If the Supreme Court finds in favor of South Dakota, it could cause a scramble as states set up their own online-sales-tax regimes. Businesses, including small-scale shops exempted by past legislative proposals, would be immediately required to collect sales taxes for online purchases with little infrastructure in place.
“If the Supreme Court rules in South Dakota’s favor, it could become a marketplace free-for-all,” Rep. Kristi Noem of South Dakota said in a statement calling for Congress to sort out the issue.
Fearing the confusion and administrative burden from a state-by-state system of calculating and reporting requirements, a court decision in favor of South Dakota may spur Congress to finally advance a set of nationwide guidelines.
“Quill has been a reason for Congress not to act, and it may well be that if Wayfair repudiates Quill, then that will, I think, create more pressure for Congress to act,” Stark said.
In this Congress, as in many before, lawmakers have introduced legislation that would grant states the authority to require companies to collect online sales tax. Lawmakers introduced the first version of the Marketplace Fairness Act in 2011, and in 2013 the Senate passed the bill on a bipartisan vote, only for it to languish in the House.

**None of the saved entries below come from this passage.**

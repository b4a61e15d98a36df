// Copyright 2025 Cowboy AI, LLC.

//! Booking event consumer
//!
//! One consumer implementation serves both demonstration pipelines. Each
//! consumer owns its own sequence tracker and lifecycle validator (state is
//! never shared between pipelines) and differs only in [`Strictness`], which
//! selects the reporting posture for anomalies and rejections. Every event
//! produces a [`ProcessingRecord`]: silent success or silent failure is never
//! acceptable here, since making ordering behavior visible is the point.

use crate::events::DeliveredEvent;
use crate::lifecycle::{BookingState, LifecycleValidator, ValidationOutcome};
use crate::sequence::{SequenceClassification, SequenceTracker};
use schemars::JsonSchema;
use serde::{Deserialize, Serialize};
use std::fmt;

/// Reporting posture of a consumer pipeline
#[derive(Debug, Clone, Copy, PartialEq, Eq, Serialize, Deserialize, JsonSchema)]
#[serde(rename_all = "snake_case")]
pub enum Strictness {
    /// Anomalies and rejections are expected and reported as warnings
    /// (the unkeyed problem pipeline)
    Observing,
    /// Anomalies and rejections are unexpected and reported as errors
    /// (the keyed solution pipeline)
    Enforcing,
}

impl fmt::Display for Strictness {
    fn fmt(&self, f: &mut fmt::Formatter<'_>) -> fmt::Result {
        match self {
            Self::Observing => f.write_str("observing"),
            Self::Enforcing => f.write_str("enforcing"),
        }
    }
}

/// The outcome record emitted for every processed event
#[derive(Debug, Clone, PartialEq, Serialize, Deserialize, JsonSchema)]
pub struct ProcessingRecord {
    /// Name of the pipeline that processed the event
    pub pipeline: String,
    /// Reporting posture of the pipeline
    pub strictness: Strictness,
    /// Booking the event belongs to
    pub booking_id: String,
    /// Event type as delivered
    pub event_type: crate::events::BookingEventType,
    /// Producer-assigned sequence number
    pub sequence_number: u64,
    /// Partition the event was consumed from
    pub partition: u32,
    /// Offset of the event within its partition
    pub offset: u64,
    /// How the sequence number relates to the last observation
    pub classification: SequenceClassification,
    /// Lifecycle validation verdict
    pub outcome: ValidationOutcome,
}

/// Consumes delivered events: classifies their sequence, validates their
/// lifecycle transition, and emits an outcome record for each
///
/// The tracker and validator are owned by the consumer instance, injected at
/// construction, with no ambient state. The problem and solution pipelines each
/// construct their own consumer.
#[derive(Debug)]
pub struct BookingConsumer {
    pipeline: String,
    strictness: Strictness,
    tracker: SequenceTracker,
    validator: LifecycleValidator,
}

impl BookingConsumer {
    /// Create a consumer with fresh tracking and validation state
    pub fn new(pipeline: impl Into<String>, strictness: Strictness) -> Self {
        Self {
            pipeline: pipeline.into(),
            strictness,
            tracker: SequenceTracker::new(),
            validator: LifecycleValidator::new(),
        }
    }

    /// Name of the pipeline this consumer serves
    pub fn pipeline(&self) -> &str {
        &self.pipeline
    }

    /// Reporting posture of this consumer
    pub fn strictness(&self) -> Strictness {
        self.strictness
    }

    /// Current lifecycle state of a booking as this consumer has observed it
    pub fn state_of(&self, booking_id: &str) -> BookingState {
        self.validator.state_of(booking_id)
    }

    /// Process one delivered event: classify, validate, report.
    ///
    /// Classification runs first and is recorded unconditionally; validation
    /// then either transitions the booking's state machine or rejects without
    /// mutating it. Reprocessing a redelivered event reclassifies it as
    /// out-of-order rather than corrupting state, so the caller may safely
    /// acknowledge only after this returns.
    pub fn process(&self, delivered: &DeliveredEvent) -> ProcessingRecord {
        let event = &delivered.event;
        let classification = self
            .tracker
            .observe(&event.booking_id, event.sequence_number);
        let outcome = self.validator.apply(&event.booking_id, event.event_type);

        self.report(delivered, classification, &outcome);

        ProcessingRecord {
            pipeline: self.pipeline.clone(),
            strictness: self.strictness,
            booking_id: event.booking_id.clone(),
            event_type: event.event_type,
            sequence_number: event.sequence_number,
            partition: delivered.partition,
            offset: delivered.offset,
            classification,
            outcome,
        }
    }

    fn report(
        &self,
        delivered: &DeliveredEvent,
        classification: SequenceClassification,
        outcome: &ValidationOutcome,
    ) {
        let event = &delivered.event;
        let clean = !classification.is_anomaly() && outcome.is_accepted();

        if clean {
            tracing::info!(
                pipeline = %self.pipeline,
                booking_id = %event.booking_id,
                event_type = %event.event_type,
                sequence = event.sequence_number,
                partition = delivered.partition,
                offset = delivered.offset,
                classification = %classification,
                "event processed in order"
            );
            return;
        }

        match self.strictness {
            Strictness::Observing => tracing::warn!(
                pipeline = %self.pipeline,
                booking_id = %event.booking_id,
                event_type = %event.event_type,
                sequence = event.sequence_number,
                partition = delivered.partition,
                offset = delivered.offset,
                classification = %classification,
                outcome = %outcome,
                "ordering anomaly observed"
            ),
            Strictness::Enforcing => tracing::error!(
                pipeline = %self.pipeline,
                booking_id = %event.booking_id,
                event_type = %event.event_type,
                sequence = event.sequence_number,
                partition = delivered.partition,
                offset = delivered.offset,
                classification = %classification,
                outcome = %outcome,
                "event failed ordering or lifecycle validation"
            ),
        }
    }
}
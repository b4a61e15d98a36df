// Copyright 2025 Cowboy AI, LLC.

//! Demo server binary for the partitioned delivery engine.
//!
//! Starts an axum HTTP server exposing the demo trigger endpoints, with
//! structured logging and graceful shutdown on SIGTERM/SIGINT. The transport
//! defaults to the in-memory broker; setting `NATS_URL` switches the wiring to
//! NATS JetStream.

use anyhow::Context;
use cim_partition::api::{router, AppState};
use cim_partition::demo::{DemoConfig, DemoRunner};
use cim_partition::infrastructure::{
    EventTransport, InMemoryTransport, NatsTransport, NatsTransportConfig,
};
use std::net::SocketAddr;
use std::sync::Arc;
use tokio::net::TcpListener;
use tracing_subscriber::EnvFilter;

async fn build_transport() -> anyhow::Result<Arc<dyn EventTransport>> {
    match std::env::var("NATS_URL") {
        Ok(url) if !url.trim().is_empty() => {
            let config = NatsTransportConfig {
                url: url.clone(),
                ..Default::default()
            };
            let transport = NatsTransport::connect(config)
                .await
                .with_context(|| format!("failed to connect to NATS at {url}"))?;
            tracing::info!(%url, "using NATS JetStream transport");
            Ok(Arc::new(transport))
        }
        _ => {
            tracing::info!("using in-memory transport");
            Ok(Arc::new(InMemoryTransport::new()))
        }
    }
}

#[tokio::main]
async fn main() -> anyhow::Result<()> {
    let filter = EnvFilter::try_from_default_env().unwrap_or_else(|_| EnvFilter::new("info"));
    if std::env::var("LOG_JSON").is_ok_and(|value| value == "1" || value == "true") {
        tracing_subscriber::fmt()
            .with_env_filter(filter)
            .json()
            .init();
    } else {
        tracing_subscriber::fmt().with_env_filter(filter).init();
    }

    let transport = build_transport().await?;
    let state = Arc::new(AppState {
        runner: DemoRunner::new(transport, DemoConfig::default()),
    });

    let addr: SocketAddr = std::env::var("BIND_ADDR")
        .unwrap_or_else(|_| "127.0.0.1:8080".to_string())
        .parse()
        .context("BIND_ADDR must be a socket address like 127.0.0.1:8080")?;

    tracing::info!(%addr, "starting booking demo server");
    tracing::info!("POST /api/bookings/demo-problem    unkeyed delivery, ordering anomalies expected");
    tracing::info!("POST /api/bookings/demo-solved     keyed delivery, per-booking order preserved");
    tracing::info!("POST /api/bookings/demo-multiple   several bookings interleaved, keyed");
    tracing::info!("POST /api/bookings/demo-comparison both pipelines side by side");

    let listener = TcpListener::bind(addr)
        .await
        .with_context(|| format!("failed to bind {addr}"))?;

    axum::serve(listener, router(state))
        .with_graceful_shutdown(shutdown_signal())
        .await
        .context("server error")?;

    tracing::info!("booking demo server shut down");
    Ok(())
}

/// Waits for SIGINT (Ctrl+C) or SIGTERM.
async fn shutdown_signal() {
    let ctrl_c = async {
        tokio::signal::ctrl_c()
            .await
            .expect("failed to install Ctrl+C handler");
    };

    #[cfg(unix)]
    let terminate = async {
        tokio::signal::unix::signal(tokio::signal::unix::SignalKind::terminate())
            .expect("failed to install SIGTERM handler")
            .recv()
            .await;
    };

    #[cfg(not(unix))]
    let terminate = std::future::pending::<()>();

    tokio::select! {
        () = ctrl_c => { tracing::info!("received SIGINT, initiating graceful shutdown"); }
        () = terminate => { tracing::info!("received SIGTERM, initiating graceful shutdown"); }
    }
}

Noem introduced a similar bill, the Remote Transactions Parity Act, in the House in April 2017. Her legislation would include a phase-in period for the collection requirements.
Opponents of the Marketplace Fairness Act and similar bills say it would create massive new compliance costs for businesses, which would hurt small businesses the most.
Key House committee gatekeepers have had other ideas as well, and the Marketplace Fairness legislation has had trouble getting off the ground. House Judiciary Committee Chairman Bob Goodlatte—who is set to retire at the end of this term—heads the panel that would take up an online-sales-tax bill, and he has been skeptical of the solutions proposed in bills like the Marketplace Fairness Act.
Goodlatte is a cosponsor of a bill introduced in June that would effectively codify the Quill decision, prohibiting states from taxing activity in interstate commerce unless a company has a physical presence in the state. He’s also proposed imposing the sales tax in the seller’s jurisdiction, rather than the buyer’s.
Still, Congress may also face pressure to preempt a Supreme Court decision by finally passing legislation resolving the issue, said Harley Duncan, managing director and leader of the state and local tax group at the Washington National Tax practice at KPMG.
“There will be a lot of short-term interest between now and June by some in trying to conclude a federal bill,” Duncan said.
If the Supreme Court doesn’t overturn Quill, Duncan said, there likely won’t be a significant shift in Congress toward passing a bill. But states could continue to craft legislation trying to capture some of their lost revenue, redefining the legal definition of “physical presence,” examining the role of third-party operators as a vector to collect the revenue, and enacting more reporting requirements.
In that case, he said, “I think we are right back to where we’ve been over the last several years.”